Because they cannot be used to build up worn material, heat treatments are not used in repair.  Their primary usage is to create wear-resistant surfaces on products (carburizing of gears, for example), or to make surfaces resistant to corrosion or oxidation (e.g. boiler tubes, hot section turbine blades).  The exception to this is ion implantation, which is a room temperature process in which ions are fired into the surface to form a very thin (0.1 mm) layer.  Although the layer affected is extremely thin, the process appears to change the wear mechanism so that it has an impact on wear long after the thin surface has been worn away.

Facts about heat treatments:

  • Heat treatments generally take place at temperatures of 500-1,000°C (930–1,830°F).  This limits the alloys and products that can be treated.

  • At these temperatures, some alloys can grow as they go through phase changes, and products can distort.

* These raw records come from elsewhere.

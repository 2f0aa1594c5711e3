//! Career Catalog
//!
//! Static, read-only reference data the recommendation fallback matches
//! against. Loaded once at start-up and never mutated afterwards, so it can
//! be shared across workers without locking.

use super::types::CareerCatalogEntry;
use std::collections::BTreeMap;

/// Immutable mapping of career entries keyed by id, grouped by category.
#[derive(Debug, Clone, Default)]
pub struct CareerCatalog {
    categories: BTreeMap<String, BTreeMap<String, CareerCatalogEntry>>,
}

impl CareerCatalog {
    pub fn new() -> Self {
        Self::default()
    }

    pub fn insert(&mut self, category: &str, entry: CareerCatalogEntry) {
        self.categories
            .entry(category.to_string())
            .or_default()
            .insert(entry.id.clone(), entry);
    }

    pub fn get(&self, category: &str, id: &str) -> Option<&CareerCatalogEntry> {
        self.categories.get(category)?.get(id)
    }

    /// Total entries across all categories.
    pub fn len(&self) -> usize {
        self.categories.values().map(|entries| entries.len()).sum()
    }

    pub fn is_empty(&self) -> bool {
        self.len() == 0
    }

    pub fn categories(&self) -> impl Iterator<Item = &str> {
        self.categories.keys().map(String::as_str)
    }
}

fn entry(
    id: &str,
    title: &str,
    description: &str,
    skills_required: &[&str],
    education: &str,
    salary_range: &str,
    growth_prospects: &str,
    career_path: &str,
    trending_skills: &[&str],
) -> CareerCatalogEntry {
    CareerCatalogEntry {
        id: id.to_string(),
        title: title.to_string(),
        description: description.to_string(),
        skills_required: skills_required.iter().map(|s| s.to_string()).collect(),
        education: education.to_string(),
        salary_range: salary_range.to_string(),
        growth_prospects: growth_prospects.to_string(),
        career_path: career_path.to_string(),
        trending_skills: trending_skills.iter().map(|s| s.to_string()).collect(),
    }
}

/// Built-in catalog. Salary bands are monthly, in Rupiah, matching the
/// product's market.
pub fn default_catalog() -> CareerCatalog {
    let mut catalog = CareerCatalog::new();

    catalog.insert(
        "technology",
        entry(
            "software_engineer",
            "Software Engineer",
            "Merancang, membangun, dan memelihara aplikasi perangkat lunak",
            &["programming", "problem solving", "git"],
            "S1 Informatika atau setara",
            "Rp 10.000.000 - Rp 30.000.000/bulan",
            "Tinggi",
            "Junior Engineer → Senior Engineer → Tech Lead",
            &["rust", "cloud", "ai engineering"],
        ),
    );
    catalog.insert(
        "technology",
        entry(
            "data_scientist",
            "Data Scientist",
            "Mengolah data menjadi insight yang mendukung keputusan bisnis",
            &["statistics", "python", "sql"],
            "S1 Statistika/Informatika atau setara",
            "Rp 12.000.000 - Rp 28.000.000/bulan",
            "Tinggi",
            "Data Analyst → Data Scientist → Lead Data Scientist",
            &["machine learning", "mlops", "visualisasi data"],
        ),
    );
    catalog.insert(
        "business",
        entry(
            "business_analyst",
            "Business Analyst",
            "Menjembatani kebutuhan bisnis dengan solusi teknis",
            &["analysis", "communication", "excel"],
            "S1 segala jurusan",
            "Rp 8.000.000 - Rp 22.000.000/bulan",
            "Tinggi",
            "Business Analyst → Senior BA → Product Manager",
            &["sql", "agile", "data storytelling"],
        ),
    );
    catalog.insert(
        "business",
        entry(
            "digital_marketer",
            "Digital Marketing Specialist",
            "Merancang dan mengeksekusi kampanye pemasaran digital",
            &["marketing", "seo", "copywriting"],
            "S1 segala jurusan",
            "Rp 7.000.000 - Rp 18.000.000/bulan",
            "Tinggi",
            "Specialist → Strategist → Head of Marketing",
            &["seo", "performance ads", "marketing analytics"],
        ),
    );
    catalog.insert(
        "creative",
        entry(
            "ux_designer",
            "UX Designer",
            "Merancang pengalaman pengguna untuk produk digital",
            &["design", "ux research", "figma"],
            "S1 Desain atau setara",
            "Rp 9.000.000 - Rp 24.000.000/bulan",
            "Tinggi",
            "UI/UX Designer → Senior Designer → Design Lead",
            &["design system", "prototyping", "ai tooling"],
        ),
    );

    catalog
}
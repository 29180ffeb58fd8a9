//! Scripted surface and event helpers for running the public API end to end

use async_trait::async_trait;
use imagegen_dl::{
    ChatSurface, ChoiceAction, ImageElement, RunEvent, SurfaceError, TurnSnapshot,
};
use std::collections::VecDeque;
use std::sync::{Arc, Mutex};
use std::time::Duration;
use tokio::sync::broadcast;

/// What the scripted surface answers to one submission
#[derive(Clone)]
pub enum Reply {
    /// A completed turn carrying a generated image at this URL
    Image(String),
    /// A completed turn carrying only this text
    Text(String),
    /// A turn that never completes (for stop/timeout scenarios)
    Pending,
}

struct ScriptedState {
    replies: VecDeque<Reply>,
    current: Option<Reply>,
    turns: usize,
    submissions: Vec<String>,
}

/// Public-API [`ChatSurface`] that answers each submission from a script.
///
/// Turns complete immediately; the driver's stabilization window is the only
/// wait between submission and resolution.
pub struct ScriptedSurface {
    state: Mutex<ScriptedState>,
}

impl ScriptedSurface {
    pub fn new(replies: Vec<Reply>) -> Arc<Self> {
        Arc::new(Self {
            state: Mutex::new(ScriptedState {
                replies: replies.into(),
                current: None,
                turns: 0,
                submissions: Vec::new(),
            }),
        })
    }

    pub fn submissions(&self) -> Vec<String> {
        self.state.lock().unwrap().submissions.clone()
    }
}

#[async_trait]
impl ChatSurface for ScriptedSurface {
    async fn submit_text(&self, text: &str) -> Result<(), SurfaceError> {
        let mut state = self.state.lock().unwrap();
        let Some(reply) = state.replies.pop_front() else {
            return Err(SurfaceError::InputUnavailable {
                reason: "no scripted reply left".to_string(),
            });
        };
        state.submissions.push(text.to_string());
        state.turns += 1;
        state.current = Some(reply);
        Ok(())
    }

    async fn completed_turns(&self) -> Result<usize, SurfaceError> {
        Ok(self.state.lock().unwrap().turns)
    }

    async fn latest_turn(&self) -> Result<TurnSnapshot, SurfaceError> {
        let state = self.state.lock().unwrap();
        let snapshot = match state.current.as_ref() {
            None => TurnSnapshot::default(),
            Some(Reply::Pending) => TurnSnapshot {
                stop_signal: true,
                ..TurnSnapshot::default()
            },
            Some(Reply::Text(text)) => TurnSnapshot {
                complete_signal: true,
                text_content: text.clone(),
                ..TurnSnapshot::default()
            },
            Some(Reply::Image(url)) => TurnSnapshot {
                complete_signal: true,
                text_content: "Here is your image.".to_string(),
                images: vec![ImageElement {
                    url: url.clone(),
                    description: "Generated image".to_string(),
                    width: 1024,
                    blurred: false,
                    opacity: Some(1.0),
                }],
                ..TurnSnapshot::default()
            },
        };
        Ok(snapshot)
    }

    async fn dismiss_rate_limit_banner(&self) {}

    async fn resolve_choice(&self, _action: ChoiceAction) -> Result<(), SurfaceError> {
        Ok(())
    }

    fn name(&self) -> &'static str {
        "scripted"
    }
}

/// Drain events until `RunEnded` arrives, returning everything seen.
///
/// Panics if the run does not end within `limit`.
pub async fn events_until_run_end(
    mut rx: broadcast::Receiver<RunEvent>,
    limit: Duration,
) -> Vec<RunEvent> {
    let mut events = Vec::new();
    let collect = async {
        loop {
            match rx.recv().await {
                Ok(event) => {
                    let ended = matches!(event, RunEvent::RunEnded { .. });
                    events.push(event);
                    if ended {
                        break;
                    }
                }
                Err(broadcast::error::RecvError::Lagged(_)) => continue,
                Err(broadcast::error::RecvError::Closed) => break,
            }
        }
    };
    tokio::time::timeout(limit, collect)
        .await
        .expect("run did not end within the time limit");
    events
}

/// The `completed` flag of the final `RunEnded` event
pub fn run_completed(events: &[RunEvent]) -> Option<bool> {
    events.iter().rev().find_map(|event| match event {
        RunEvent::RunEnded { completed } => Some(*completed),
        _ => None,
    })
}
//! Common test utilities for imagegen-dl E2E tests

#[allow(dead_code)]
pub mod fixtures;

#[allow(unused_imports)]
pub use fixtures::*;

  • These treatments are not coatings.  They cannot come off as coatings can, but they also cannot be used to build up worn surfaces.

  • Not all alloys can be nitrided or carburized.  These processes are usually used on nitridable or carburizable steels, but can be used on some other alloys.

  • The exception to this is ion implantation, which is done at room temperature, usually using nitrogen ions.  It has very limited market niches (medical prostheses such as hip and knee joints, certain molds, dies and metal forming tools).  The method has been shown to reduce wear in hard chrome plate, and so some companies have used the process to improve the life of plated products.

Nitriding, carburizing and implantation are clean processes and the surfaces are RoHS-compliant.  Metallizing treatments (chromizing, aluminizing, boronizing) can product chlorine and HCl gas and leave the packed bed a hazardous waste that must be disposed of properly.  Some newer metallizing methods have been developed to alleviate these problems.